Sin embargo, también han surgido casos de abusos de miembros de las UPPs contra pobladores de favelas y es posible que el miedo de la gente a presentar denuncias impida que se conozcan más.

Muchos de los pobladores están acostumbrados a ver al enemigo más bien en la policía militar. Cada año cientos de sospechosos han muerto durante sus incursiones de "guerra" contra el narcotráfico.

De hecho, en algunas favelas el proceso de "pacificación" es aún incompleto, hubo enfrentamientos armados recientes, y la llegada de servicios públicos que mejoren las condiciones de vida es demasiado lenta.

Hasta ahora, los lugares donde se han implantado UPPs están próximos a sitios turísticos o a puntos importantes para que se desarrollen el Mundial de fútbol de 2014 y los Juegos Olímpicos de 2016.

Las autoridades de Río han dicho que esperan instalar un total de 40 UPPs hasta 2014.

Pero los recursos y el personal son insuficientes para llevar el modelo a toda la ciudad y los expertos dudan que así la estrategia sea sostenible.

"Lo que podemos aspirar es a que este modelo tenga un impacto sistémico, cambiando la doctrina policial, la forma en que la policía actúa y la forma en que el propio crimen actúa, con niveles menores de violencia y control territorial", dijo Cano.

A su juicio, sin ese efecto "global" habrá un riesgo de volver a la situación anterior en 2017, cuando se terminen los fondos excepcionales vinculados a los megaeventos deportivos.

"Valorización de la vida"

También existen indicios de que la nueva estrategia por ahora ni siquiera tiene legitimidad suficiente entre quienes deben llevarla adelante.

Un estudio de la Universidad Cândido Mendes indicó hace un año que siete de cada 10 policías que trabajan en las UPPs preferirían estar en batallones convencionales de policía.

El capitán de la policía militar Renato Senna admite que él mismo tuvo cierto recelo cuando le ofrecieron comandar una UPP después de haberse formado en una guerra a las drogas que le valió una marca de bala en el cuerpo.

"Por cerca de 10 años trabajé en una política de combate, de confrontación al narcotráfico.
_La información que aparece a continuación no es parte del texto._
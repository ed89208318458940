// Symphonia
// Copyright (c) 2019-2022 The Project Symphonia Developers.
//
// This Source Code Form is subject to the terms of the Mozilla Public
// License, v. 2.0. If a copy of the MPL was not distributed with this
// file, You can obtain one at https://mozilla.org/MPL/2.0/.

//! Detection of the non-audio regions that may surround or precede MPEG audio frames.

use mpadec_core::errors::Result;

use super::buffer::ReadBuffer;

/// The length of an ID3v2 tag header (and footer).
pub const ID3V2_HEADER_LEN: usize = 10;

/// The length of an ID3v1 tag.
pub const ID3V1_LEN: usize = 128;

/// The maximum number of chunks walked to find the data chunk of a RIFF/WAVE file.
const MAX_RIFF_CHUNKS: usize = 64;

/// Returns true if `word` begins an ID3v2 tag.
#[inline(always)]
pub fn is_id3v2_sync(word: u32) -> bool {
    word >> 8 == 0x49_44_33
}

/// Returns true if `word` begins an ID3v1 tag.
#[inline(always)]
pub fn is_id3v1_sync(word: u32) -> bool {
    word >> 8 == 0x54_41_47
}

/// Returns true if `word` begins a RIFF file.
#[inline(always)]
pub fn is_riff_sync(word: u32) -> bool {
    word == 0x52_49_46_46
}

/// Gets the total length of the ID3v2 tag whose header is `buf`, or `None` if the header is
/// invalid.
pub fn id3v2_len(buf: &[u8]) -> Option<u64> {
    if buf.len() < ID3V2_HEADER_LEN || &buf[..3] != b"ID3" {
        return None;
    }

    // The version bytes are never 0xff.
    if buf[3] == 0xff || buf[4] == 0xff {
        return None;
    }

    // The tag size is a 28-bit synchsafe integer.
    let mut size = 0u64;

    for &byte in &buf[6..10] {
        if byte & 0x80 != 0 {
            return None;
        }
        size = (size << 7) | u64::from(byte);
    }

    let footer = if buf[5] & 0x10 != 0 { ID3V2_HEADER_LEN as u64 } else { 0 };

    Some(ID3V2_HEADER_LEN as u64 + size + footer)
}

/// Gets the length of the RIFF/WAVE header starting at `offset`, up to the start of the payload
/// of its data chunk. Returns `None` if the header is not a WAVE file, or the stream ends first.
pub fn riff_header_len(reader: &mut ReadBuffer, offset: u64) -> Result<Option<u64>> {
    const WAVE: u32 = 0x57_41_56_45;
    const FMT: u32 = 0x66_6d_74_20;
    const DATA: u32 = 0x64_61_74_61;

    if reader.read_be_u32(offset + 8)? != Some(WAVE) {
        return Ok(None);
    }

    // The format chunk comes first.
    if reader.read_be_u32(offset + 12)? != Some(FMT) {
        return Ok(None);
    }

    let mut pos = offset + 12;

    for _ in 0..MAX_RIFF_CHUNKS {
        let id = match reader.read_be_u32(pos)? {
            Some(id) => id,
            None => return Ok(None),
        };

        let size = match reader.read_u32(pos + 4)? {
            Some(size) => u64::from(size),
            None => return Ok(None),
        };

        if id == DATA {
            return Ok(Some(pos + 8 - offset));
        }

        // Chunks are padded to an even length.
        pos += 8 + size + (size & 1);
    }

    Ok(None)
}

#[cfg(test)]
mod tests {
    use std::io::Cursor;

    use super::*;

    #[test]
    fn verify_syncs() {
        assert!(is_id3v2_sync(u32::from_be_bytes(*b"ID3\x04")));
        assert!(is_id3v1_sync(u32::from_be_bytes(*b"TAGx")));
        assert!(is_riff_sync(u32::from_be_bytes(*b"RIFF")));
        assert!(!is_id3v2_sync(0xfffb_9064));
    }

    #[test]
    fn verify_id3v2_len() {
        // Size 0x0201 in synchsafe form is 257 bytes.
        let header = *b"ID3\x04\x00\x00\x00\x00\x02\x01";
        assert_eq!(id3v2_len(&header), Some(10 + 257));

        // A footer adds another 10 bytes.
        let header = *b"ID3\x04\x00\x10\x00\x00\x00\x10";
        assert_eq!(id3v2_len(&header), Some(10 + 16 + 10));

        // Sizes are synchsafe.
        let header = *b"ID3\x04\x00\x00\x00\x00\x00\x80";
        assert_eq!(id3v2_len(&header), None);

        assert_eq!(id3v2_len(b"ID3\x04"), None);
    }

    fn chunk(id: &[u8; 4], payload: &[u8]) -> Vec<u8> {
        let mut buf = id.to_vec();
        buf.extend_from_slice(&(payload.len() as u32).to_le_bytes());
        buf.extend_from_slice(payload);
        if payload.len() & 1 == 1 {
            buf.push(0);
        }
        buf
    }

    #[test]
    fn verify_riff_header_len() {
        let mut file = b"RIFF\x00\x00\x00\x00WAVE".to_vec();
        file.extend(chunk(b"fmt ", &[0; 16]));
        file.extend(chunk(b"fact", &[0; 3]));
        file.extend(chunk(b"data", &[0xff; 8]));

        let mut reader = ReadBuffer::new(Box::new(Cursor::new(file)), 16);

        // RIFF header (12) + fmt (24) + fact (12) + data chunk header (8).
        assert_eq!(riff_header_len(&mut reader, 0).unwrap(), Some(56));
    }

    #[test]
    fn verify_riff_header_len_rejects_other_forms() {
        let mut file = b"RIFF\x00\x00\x00\x00AVI ".to_vec();
        file.extend(chunk(b"fmt ", &[0; 16]));

        let mut reader = ReadBuffer::new(Box::new(Cursor::new(file)), 16);
        assert_eq!(riff_header_len(&mut reader, 0).unwrap(), None);

        // No data chunk before the end of the stream.
        let mut file = b"RIFF\x00\x00\x00\x00WAVE".to_vec();
        file.extend(chunk(b"fmt ", &[0; 16]));

        let mut reader = ReadBuffer::new(Box::new(Cursor::new(file)), 16);
        assert_eq!(riff_header_len(&mut reader, 0).unwrap(), None);
    }
}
Y con eso sólo conseguí ver violencia, aumento de la violencia, y no resolución de los conflictos", dijo.

Pero aceptó el cambio y hoy comanda la UPP instalada hace dos años en la favela de Cantagalo, en el medio de Copacabana, convencido de que la nueva estrategia permite una "valorización de la vida" en la ciudad.

Senna y algunos de sus hombres caminan ahora por los estrechos corredores interiores de Cantagalo sin chalecos antibalas, aunque otros aún llevan esa protección y todos saben que aún se venden drogas por ahí.

"Infelizmente el narcotráfico todavía funciona, pero de forma más disimulada y pequeña", reconoció. "No tenemos la ilusión de acabar con el narcotráfico".